Emotion swept over her and she had to speak before it could take her, before she could drown in it. “Have you been out here all this time?” All the time she had wept, all her time in the shower, out here, in that thin shirt? “You’re hypothermic,” she decided, although what did she know? When she had taken that first aid class the first pregnancy—the way she had signed up for birthing classes right off the bat, and started painting the room, and called every single friend and member of their family as soon as the blue line showed up on her pregnancy test, in thrilled delight at the happy future stretching out before them—she had been focused on things like what to do if a baby choked. But—an hour or more outside, in this cold? And he wasn’t shivering? “Kurt, come inside. You can’t drive until you’ve at least had a hot shower.”

“If I get near a hot shower in your company, I don’t know what I might do,” he told his fists, a driven, desperate voice.

Ah. Everything inside her just yanked at the thought of what he might do, in terror and longing.

“Just come inside.” She pulled at him. Whatever he did, she would have to handle it. Whatever he did—God, hadn’t she handled worse?

Hadn’t she done worse? In the end, that had been the very hardest thing to handle of all, as she pulled herself slowly into peace again, the fact that she had destroyed them in her grief and rage and a shutting-off-of-hope so intense and so crazy that only a long time later, when her hormones started to rebalance, had she realized she must have been in the equivalent of a severe postpartum depression.

He’d told her, of course. He’d tried and tried to make her go get help. She had hated him so damn much every time he said, It’s not that bad, Kai, it’s okay, we’ve still got you and me, you’re just not seeing that in the end this is just a minor thing.

A minor thing.

A minor thing.

He’d tried to recoup, tried to explain that he wasn’t trying to diminish her grief—her grief—that minor wasn’t what he really meant, that he was just trying to say that sticking together was more important than anything else, but she just couldn’t get past it—her grief and her rage. She couldn’t get past anything he did or said or tried. She hated him for all of it.

Honey, I think there’s something wrong with you.

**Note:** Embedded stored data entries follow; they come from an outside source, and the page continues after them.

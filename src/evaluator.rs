use crate::ast::{BinOp, Expr, ExprRef, UnaryOp};
use crate::declarations::{BuiltinDeclarations, PropertyDeclaration, PropertyType};
use crate::error::{ErrorKind, Result};
use crate::item::{FileContextRef, ItemId, ItemPool, ItemType, PropValue, SourceValue};
use crate::lexer::Span;
use crate::reader::parse_standalone_expression;
use crate::value::{Number, Value};

use std::cell::{Cell, RefCell};
use std::collections::{HashMap, HashSet};
use std::rc::Rc;

/// What an identifier or member path resolves to before it is demanded as
/// a plain value.
enum Target {
    Value(Value),
    Item(ItemId),
    /// A built-in extension object, e.g. `FileInfo`.
    Extension(String),
    /// A function of a built-in extension, e.g. `FileInfo.fileName`.
    ExtensionFn(String, String),
    /// A method on a plain value, e.g. `list.concat`.
    Method(Value, String),
}

struct EvalContext {
    /// The item instance the property is being evaluated for.
    item: ItemId,
    /// The file the expression was written in; carries ids, extension
    /// imports and the directory for path resolution.
    file: Option<FileContextRef>,
    /// `base`/`outer` bindings, present only when the source uses them.
    extra: Vec<(&'static str, Value)>,
    /// Whether the binding was found on a prototype of `item`.
    in_prototype: bool,
}

/// Lazy, memoizing property evaluator with explicit scope-chain identifier
/// resolution. Holds per-(item, property) caches for one resolution pass.
pub struct Evaluator<'a> {
    pool: &'a ItemPool,
    builtins: &'a BuiltinDeclarations,
    cache: RefCell<HashMap<(ItemId, String), Value>>,
    in_progress: RefCell<HashSet<(ItemId, String)>>,
    evaluations: Cell<u64>,
    default_exprs: RefCell<HashMap<&'static str, ExprRef>>,
}
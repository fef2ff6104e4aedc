use crate::declarations::{BuiltinDeclarations, PropertyDeclaration};
use crate::error::{CodeLocation, Error, ErrorKind, Result};
use crate::evaluator::Evaluator;
use crate::item::{ItemId, ItemPool, ItemType, PropValue};
use crate::value::Value;

use std::collections::BTreeMap;

use serde::Serialize;

/// One source file with its tags, as contributed by a group.
#[derive(Debug, Clone, PartialEq, Serialize)]
pub struct SourceArtifact {
    pub file_path: String,
    pub file_tags: Vec<String>,
}

#[derive(Debug, Clone, Serialize)]
pub struct ResolvedGroup {
    pub name: String,
    pub enabled: bool,
    pub prefix: String,
    pub files: Vec<SourceArtifact>,
    /// Module properties the group overrides, as `modules.<name>.<prop>`;
    /// empty for groups without overrides.
    pub module_properties: Value,
    pub location: Option<CodeLocation>,
}

#[derive(Debug, Clone, Serialize)]
pub struct ResolvedProduct {
    pub name: String,
    pub target_name: String,
    pub product_type: Vec<String>,
    pub enabled: bool,
    pub destination_directory: Option<String>,
    pub dependencies: Vec<String>,
    pub groups: Vec<ResolvedGroup>,
    /// The nested `modules.<name>.<property>` map handed to downstream
    /// consumers.
    pub module_properties: Value,
    /// Evaluated top-level product properties, minus the ones flagged as
    /// not available in the configuration.
    pub product_properties: Value,
    pub location: Option<CodeLocation>,
}

#[derive(Debug, Clone, Serialize)]
pub struct ResolvedProject {
    pub name: String,
    pub file_path: String,
    pub enabled: bool,
    pub products: Vec<ResolvedProduct>,
    pub project_properties: Value,
}

/// Walks the evaluated item tree into resolved data. Resolution is a pure
/// function of the item pool and parameters; resolving twice yields
/// identical output.
pub struct ProjectResolver<'a> {
    pool: &'a ItemPool,
    builtins: &'a BuiltinDeclarations,
    evaluator: Evaluator<'a>,
    profile: &'a BTreeMap<String, Value>,
}

impl<'a> ProjectResolver<'a> {
    pub fn new(
        pool: &'a ItemPool,
        builtins: &'a BuiltinDeclarations,
        profile: &'a BTreeMap<String, Value>,
    ) -> Self {
        Self {
            pool,
            builtins,
            evaluator: Evaluator::new(pool, builtins),
            profile,
        }
    }

    pub fn evaluator(&self) -> &Evaluator<'a> {
        &self.evaluator
    }

    pub fn resolve(&self, root: ItemId) -> Result<ResolvedProject> {
        let file_path = self
            .pool
            .get(root)
            .file()
            .map(|f| f.file_path.to_string())
            .unwrap_or_default();

        match self.pool.get(root).item_type() {
            ItemType::Project => {
                let name = self
                    .evaluator
                    .string_value(root, "name")?
                    .unwrap_or_else(|| "project".to_string());
                let enabled = self.evaluator.bool_value(root, "condition", true)?;

                let mut products = vec![];
                if enabled {
                    for child in self.pool.get(root).children() {
                        if self.pool.get(*child).item_type() == ItemType::Product {
                            products.push(self.resolve_product(*child)?);
                        }
                    }
                }

                Ok(ResolvedProject {
                    name,
                    file_path,
                    enabled,
                    products,
                    project_properties: self.evaluated_properties(root)?,
                })
            }
            ItemType::Product => {
                // A file with a bare product forms an implicit project.
                let product = self.resolve_product(root)?;
                Ok(ResolvedProject {
                    name: product.name.clone(),
                    file_path,
                    enabled: true,
                    products: vec![product],
                    project_properties: Value::new_object(),
                })
            }
            other => {
                let msg = format!("cannot resolve a project from a {other} item");
                Err(match self.pool.get(root).location() {
                    Some(loc) => Error::at(ErrorKind::UnknownItemType, msg, loc.clone()),
                    None => Error::new(ErrorKind::UnknownItemType, msg),
                })
            }
        }
    }

    fn resolve_product(&self, product: ItemId) -> Result<ResolvedProduct> {
        let ev = &self.evaluator;
        let name = ev.string_value(product, "name")?.unwrap_or_default();
        let enabled = ev.bool_value(product, "condition", true)?;
        let target_name = ev
            .string_value(product, "targetName")?
            .unwrap_or_else(|| name.clone());
        let product_type = ev.string_list_value(product, "type")?.unwrap_or_default();
        let destination_directory = ev.string_value(product, "destinationDirectory")?;

        let mut groups = vec![];
        // The product's own files form an implicit group.
        if let Some(files) = ev.string_list_value(product, "files")? {
            groups.push(ResolvedGroup {
                name: name.clone(),
                enabled,
                prefix: String::new(),
                files: files
                    .into_iter()
                    .map(|file_path| SourceArtifact {
                        file_path,
                        file_tags: vec![],
                    })
                    .collect(),
                module_properties: Value::new_object(),
                location: self.pool.get(product).location().cloned(),
            });
        }
        for child in self.pool.get(product).children() {
            if self.pool.get(*child).item_type() == ItemType::Group {
                groups.push(self.resolve_group(*child)?);
            }
        }

        let dependencies = self
            .pool
            .get(product)
            .modules()
            .iter()
            .map(|m| m.full_name())
            .collect();

        Ok(ResolvedProduct {
            name,
            target_name,
            product_type,
            enabled,
            destination_directory,
            dependencies,
            groups,
            module_properties: self.module_property_map(product)?,
            product_properties: self.evaluated_properties(product)?,
            location: self.pool.get(product).location().cloned(),
        })
    }

    fn resolve_group(&self, group: ItemId) -> Result<ResolvedGroup> {
        let ev = &self.evaluator;
        let name = ev
            .string_value(group, "name")?
            .unwrap_or_else(|| "group".to_string());
        let enabled = ev.bool_value(group, "condition", true)?;
        let prefix = ev.string_value(group, "prefix")?.unwrap_or_default();
        let file_tags = ev.string_list_value(group, "fileTags")?.unwrap_or_default();

        // The prefix applies to the written file names, before they are
        // resolved against the defining file's directory.
        let raw_list = |prop: &str| -> Result<Vec<String>> {
            Ok(match ev.raw_property(group, prop)? {
                Value::Undefined => vec![],
                Value::List(items) => items.iter().map(Value::to_display_string).collect(),
                v => vec![v.to_display_string()],
            })
        };
        let resolve = |f: &str| -> String {
            let combined = format!("{prefix}{f}");
            let path = std::path::Path::new(&combined);
            if path.is_absolute() {
                combined
            } else {
                match self.pool.get(group).file() {
                    Some(fc) => fc.dir_path.join(path).to_string_lossy().into_owned(),
                    None => combined,
                }
            }
        };

        let excluded: Vec<String> = raw_list("excludeFiles")?.iter().map(|f| resolve(f)).collect();
        let files = raw_list("files")?
            .iter()
            .map(|f| resolve(f))
            .filter(|f| !excluded.contains(f))
            .map(|file_path| SourceArtifact {
                file_path,
                file_tags: file_tags.clone(),
            })
            .collect();

        Ok(ResolvedGroup {
            name,
            enabled,
            prefix,
            files,
            module_properties: self.module_property_map(group)?,
            location: self.pool.get(group).location().cloned(),
        })
    }

    /// The flattened, nested `modules.<name>.<property>` map of an item
    /// with module instances (a product, or recursively an instance).
    fn module_property_map(&self, item: ItemId) -> Result<Value> {
        let mut modules = BTreeMap::new();
        for mi in self.pool.get(item).modules() {
            let Some(instance) = mi.item else {
                continue;
            };
            let full_name = mi.full_name();
            let mut module_map = BTreeMap::new();

            for (prop, decl) in self.declared_properties(instance) {
                if decl.flags.not_available_in_config {
                    continue;
                }
                let mut value = self.evaluator.property(instance, &prop)?;

                // Profile contributions append to in-file list values; an
                // override excludes them entirely.
                if decl.property_type.is_list()
                    && !self.pool.get(instance).is_overridden(&prop)
                    && self.has_source_binding(instance, &prop)
                {
                    if let Some(profile_value) =
                        self.profile.get(&format!("{full_name}.{prop}"))
                    {
                        value = append_profile(value, profile_value);
                    }
                }

                if !value.is_undefined() {
                    module_map.insert(prop, value);
                }
            }

            let nested = self.module_property_map(instance)?;
            let nested_empty = nested["modules"]
                .as_object()
                .map(|m| m.is_empty())
                .unwrap_or(true);
            if !nested_empty {
                module_map.insert("modules".to_string(), nested["modules"].clone());
            }

            modules.insert(full_name, Value::from(module_map));
        }

        let mut map = BTreeMap::new();
        map.insert("modules".to_string(), Value::from(modules));
        Ok(Value::from(map))
    }

    /// All declared properties visible on an item: the registry's set for
    /// its type plus declarations picked up along the prototype chain.
    fn declared_properties(&self, item: ItemId) -> Vec<(String, PropertyDeclaration)> {
        let mut out: Vec<(String, PropertyDeclaration)> = vec![];
        let mut seen = std::collections::BTreeSet::new();

        for (name, decl) in self
            .builtins
            .declarations_for_type(self.pool.get(item).item_type())
        {
            if seen.insert(name.clone()) {
                out.push((name.clone(), decl.clone()));
            }
        }
        let mut cur = Some(item);
        while let Some(id) = cur {
            for (name, decl) in self.pool.get(id).declarations() {
                if seen.insert(name.clone()) {
                    out.push((name.clone(), decl.clone()));
                }
            }
            cur = self.pool.get(id).prototype();
        }
        out
    }

    fn has_source_binding(&self, item: ItemId, name: &str) -> bool {
        matches!(
            self.pool.find_property(item, name),
            Ok(Some((_, PropValue::Source(_))))
        )
    }

    /// Evaluate an item's declared properties into a plain map, skipping
    /// the ones not available in the configuration.
    fn evaluated_properties(&self, item: ItemId) -> Result<Value> {
        let mut map = BTreeMap::new();
        for (prop, decl) in self.declared_properties(item) {
            if decl.flags.not_available_in_config {
                continue;
            }
            let value = self.evaluator.property(item, &prop)?;
            if !value.is_undefined() {
                map.insert(prop, value);
            }
        }
        Ok(Value::from(map))
    }
}

fn append_profile(value: Value, profile_value: &Value) -> Value {
    let mut items = match value {
        Value::List(items) => items.as_ref().clone(),
        Value::Undefined => vec![],
        v => vec![v],
    };
    // A profile value identical to the in-file one is a repeated
    // contribution, not an append.
    match profile_value {
        Value::List(more) => {
            if items != **more {
                items.extend(more.iter().cloned());
            }
        }
        v => {
            if items.len() != 1 || items[0] != *v {
                items.push(v.clone());
            }
        }
    }
    Value::from(items)
}

/// The flattened per-configuration view of a product, used to compare
/// products across build configurations.
#[derive(Debug, Clone, PartialEq, Serialize)]
pub struct ProductData {
    pub name: String,
    pub product_type: Vec<String>,
    pub dependencies: Vec<String>,
    pub enabled: bool,
}

#[derive(Debug, Clone, PartialEq, Serialize)]
pub struct ProjectData {
    pub name: String,
    pub products: Vec<ProductData>,
}

impl From<&ResolvedProject> for ProjectData {
    fn from(project: &ResolvedProject) -> Self {
        Self {
            name: project.name.clone(),
            products: project
                .products
                .iter()
                .map(|p| ProductData {
                    name: p.name.clone(),
                    product_type: p.product_type.clone(),
                    dependencies: p.dependencies.clone(),
                    enabled: p.enabled,
                })
                .collect(),
        }
    }
}

/// Reduce per-configuration project views into one. Products must agree on
/// name, type and dependency list across configurations; a mismatch fails
/// the reduction.
pub fn reduce_configurations(configurations: &[(String, ProjectData)]) -> Result<ProjectData> {
    let Some(((_, first), rest)) = configurations.split_first() else {
        return Err(Error::new(
            ErrorKind::Evaluation,
            "cannot reduce zero configurations",
        ));
    };

    for (config_name, data) in rest {
        for product in &data.products {
            let Some(reference) = first.products.iter().find(|p| p.name == product.name) else {
                return Err(Error::new(
                    ErrorKind::Evaluation,
                    format!(
                        "product '{}' exists only in configuration '{config_name}'",
                        product.name
                    ),
                ));
            };
            if reference.product_type != product.product_type
                || reference.dependencies != product.dependencies
            {
                return Err(Error::new(
                    ErrorKind::Evaluation,
                    format!(
                        "product '{}' differs between configurations: type or dependencies do not match",
                        product.name
                    ),
                ));
            }
        }
        if data.products.len() != first.products.len() {
            return Err(Error::new(
                ErrorKind::Evaluation,
                format!("configuration '{config_name}' has a different product set"),
            ));
        }
    }

    Ok(first.clone())
}
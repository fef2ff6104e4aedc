use crate::ast::{
    BindingAst, Expr, ExprRef, FileAst, ImportAst, MemberAst, ObjectAst, PropertyDeclAst,
};
use crate::declarations::{
    BuiltinDeclarations, DeprecationWarningMode, PropertyDeclaration, PropertyType, Version,
};
use crate::error::{Error, ErrorKind, Result};
use crate::extensions;
use crate::item::{
    Alternative, FileContext, FileContextRef, ItemId, ItemPool, ItemType, PropValue, ScriptImport,
    SourceValue,
};
use crate::lexer::{Source, Span};
use crate::parser::Parser;

use std::collections::{BTreeSet, HashMap};
use std::path::{Path, PathBuf};
use std::rc::Rc;

/// Fully qualified prototype name (e.g. `["Utils", "MyProduct"]`) to the
/// file that defines it.
pub type TypeNameMap = HashMap<Vec<String>, PathBuf>;

struct FileState {
    ctx: FileContextRef,
    type_map: TypeNameMap,
}

/// Reads project files into item trees: parse caching, import resolution,
/// prototype collection, and cyclic-import detection. One reader serves one
/// resolution pass; its caches must not outlive it.
pub struct ItemReader<'a> {
    builtins: &'a BuiltinDeclarations,
    search_paths: Vec<PathBuf>,
    ast_cache: HashMap<PathBuf, Rc<FileAst>>,
    item_cache: HashMap<PathBuf, ItemId>,
    dir_cache: HashMap<PathBuf, Rc<Vec<(String, PathBuf)>>>,
    in_progress: BTreeSet<PathBuf>,
    files_read: BTreeSet<PathBuf>,
    undefined_expr: ExprRef,
}

/// Parse an expression that has no backing file, e.g. a built-in default.
pub(crate) fn parse_standalone_expression(name: &str, text: &str) -> Result<ExprRef> {
    let source = Source::from_contents(name.to_string(), text.to_string())?;
    let mut parser = Parser::new(&source)?;
    parser.parse_expression()
}

fn string_literal_value(span: &Span) -> Result<String> {
    let quoted = &span.source.contents()[span.start as usize - 1..span.end as usize + 1];
    serde_json::from_str(quoted).map_err(|e| span.error(ErrorKind::Parse, &e.to_string()))
}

And she had screamed, I know there’s something wrong with me! Why is it me? Why is it me? Maybe it’s you! Maybe it’s your damn sperm that don’t work!

No, Kai, I meant—honey, I know you’re sad. But this isn’t like you. I think you need help.

I’m sad? You don’t even fucking care, do you? You’re not sad!

Kai. Kai, please. Listen to yourself.

And she would slap her hands over her ears and run off crying, slamming doors, locking them.

He was so right. It hadn’t been like her. Hadn’t been like the woman he had married who always made him laugh, who used to make his face light up just by walking in the room, as if all his serious care dissolved into joy just to see her.

She had become another person and destroyed everything close to her in the transformation. As the closest and the most important, he had taken the greatest harm of all.